Intel recently launched its fourth-generation core processor family, code-named Haswell. This processor is designed for higher-end PCs and offers improved performance, robust graphics, and 13-hour battery life. The processor can be used in newer designs, including multiple form factors such as 2-in-1 convertibles and a wide range of touch-enabled devices.
For smartphones, Intel intends to use its Merrified processor platform that is based on its legacy Silvermont platform. Intel recently moved a notch up from manufacturing single-mode 4G LTE data solutions to multi-mode voice and data LTE baseband solutions.
Robust growth in data center
Intel's data center has been doing very well, backed by strong global growth in cloud, storage, and high performance computing businesses. The company launched Ivy Bridge products aimed at Xeon cloud servers, as well as Atom-based Avoton SoCs aimed at the micro-server segment. Although the sluggish recovery rate among corporate clients slowed growth in Intel's enterprise segment last quarter, the company expects the segment to record a healthy 10% growth in fiscal 2014.
PC sales close to bottoming out
PC sales for all major vendors have taken a nosedive in recent years. There has been a lot of talk about the death of the PC, and that of PC makers such as Intel. While nobody can dispute the greatness of tablets as consumption devices, the truth is that most individuals and businesses still rely heavily on the better performance capabilities of PCs. Recent PC sales trends from Intel and other large PC makers offer strong evidence that PC sales are close to hitting a bottom, after which they will likely hold steady. NVIDIA is also experiencing a similar trend.

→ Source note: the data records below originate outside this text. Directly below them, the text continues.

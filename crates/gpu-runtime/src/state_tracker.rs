//! Usage transitions.
//!
//! Every backend maps abstract usage bitsets to a native state through a
//! [`BarrierPolicy`]. A transition is only produced when the native states
//! before and after differ, so usage combinations that land on the same native
//! state never cost a barrier. Host-mapped buffers are pinned to one state for
//! their whole lifetime and never transition.

use std::fmt;

use crate::format::TextureFormat;
use crate::usage::{BufferUsage, TextureUsage};

/// Maps abstract usage to the native state a backend tracks.
///
/// Multiple usage bits set at once resolve to the union of their native states.
pub trait BarrierPolicy {
    type State: Copy + Eq + fmt::Debug;

    fn buffer_state(usage: BufferUsage) -> Self::State;

    fn texture_state(usage: TextureUsage, format: TextureFormat) -> Self::State;
}

#[derive(Debug, Clone, Copy, PartialEq, Eq)]
pub struct Transition<S> {
    pub before: S,
    pub after: S,
}

fn transition<S: Copy + Eq>(before: S, after: S) -> Option<Transition<S>> {
    (before != after).then_some(Transition { before, after })
}

/// The transition a buffer needs to go from `current` to `target` usage, if any.
pub fn buffer_transition<P: BarrierPolicy>(
    allowed: BufferUsage,
    current: BufferUsage,
    target: BufferUsage,
) -> Option<Transition<P::State>> {
    if allowed.is_host_mapped() {
        return None;
    }
    transition(P::buffer_state(current), P::buffer_state(target))
}

/// The transition a texture needs to go from `current` to `target` usage, if any.
pub fn texture_transition<P: BarrierPolicy>(
    format: TextureFormat,
    current: TextureUsage,
    target: TextureUsage,
) -> Option<Transition<P::State>> {
    transition(
        P::texture_state(current, format),
        P::texture_state(target, format),
    )
}

#[cfg(test)]
mod tests {
    use super::*;

    /// Exposes usage bits directly as the native state.
    struct Identity;

    impl BarrierPolicy for Identity {
        type State = u32;

        fn buffer_state(usage: BufferUsage) -> u32 {
            usage.bits()
        }

        fn texture_state(usage: TextureUsage, _format: TextureFormat) -> u32 {
            usage.bits()
        }
    }

    #[test]
    fn distinct_bitsets_are_distinct_states() {
        let allowed = BufferUsage::TRANSFER_DST | BufferUsage::VERTEX;
        let t = buffer_transition::<Identity>(
            allowed,
            BufferUsage::TRANSFER_DST,
            BufferUsage::VERTEX,
        );
        assert!(t.is_some());

        let t = buffer_transition::<Identity>(
            allowed,
            BufferUsage::TRANSFER_DST | BufferUsage::VERTEX,
            BufferUsage::VERTEX,
        );
        assert!(t.is_some());

        let t = buffer_transition::<Identity>(allowed, BufferUsage::VERTEX, BufferUsage::VERTEX);
        assert_eq!(t, None);
    }

    #[test]
    fn mapped_buffers_never_transition() {
        for allowed in [
            BufferUsage::MAP_READ | BufferUsage::TRANSFER_DST,
            BufferUsage::MAP_WRITE | BufferUsage::TRANSFER_SRC,
        ] {
            for target in [
                BufferUsage::TRANSFER_DST,
                BufferUsage::TRANSFER_SRC,
                BufferUsage::MAP_READ,
                BufferUsage::empty(),
            ] {
                assert_eq!(
                    buffer_transition::<Identity>(allowed, BufferUsage::MAP_READ, target),
                    None
                );
            }
        }
    }
}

Reversal in revenue and profit decline
Intel has experienced a decline in profits, largely due to a huge increase in R&D spending, which is up by almost $4 billion since 2010. Its revenue declines have started leveling off, and the company recorded its first year-over-year increase in revenue as the PC sales decline was countered by robust growth in its $11-billion-per-year data center business (Intel derives 20% of its revenue from this segment).
Fairly priced shares
Intel shares remain fairly valued based on the company's strong free cash flow, second to Apple's among the tech giants. Its shares also sport a 3.5% dividend yield, the highest for large tech stocks.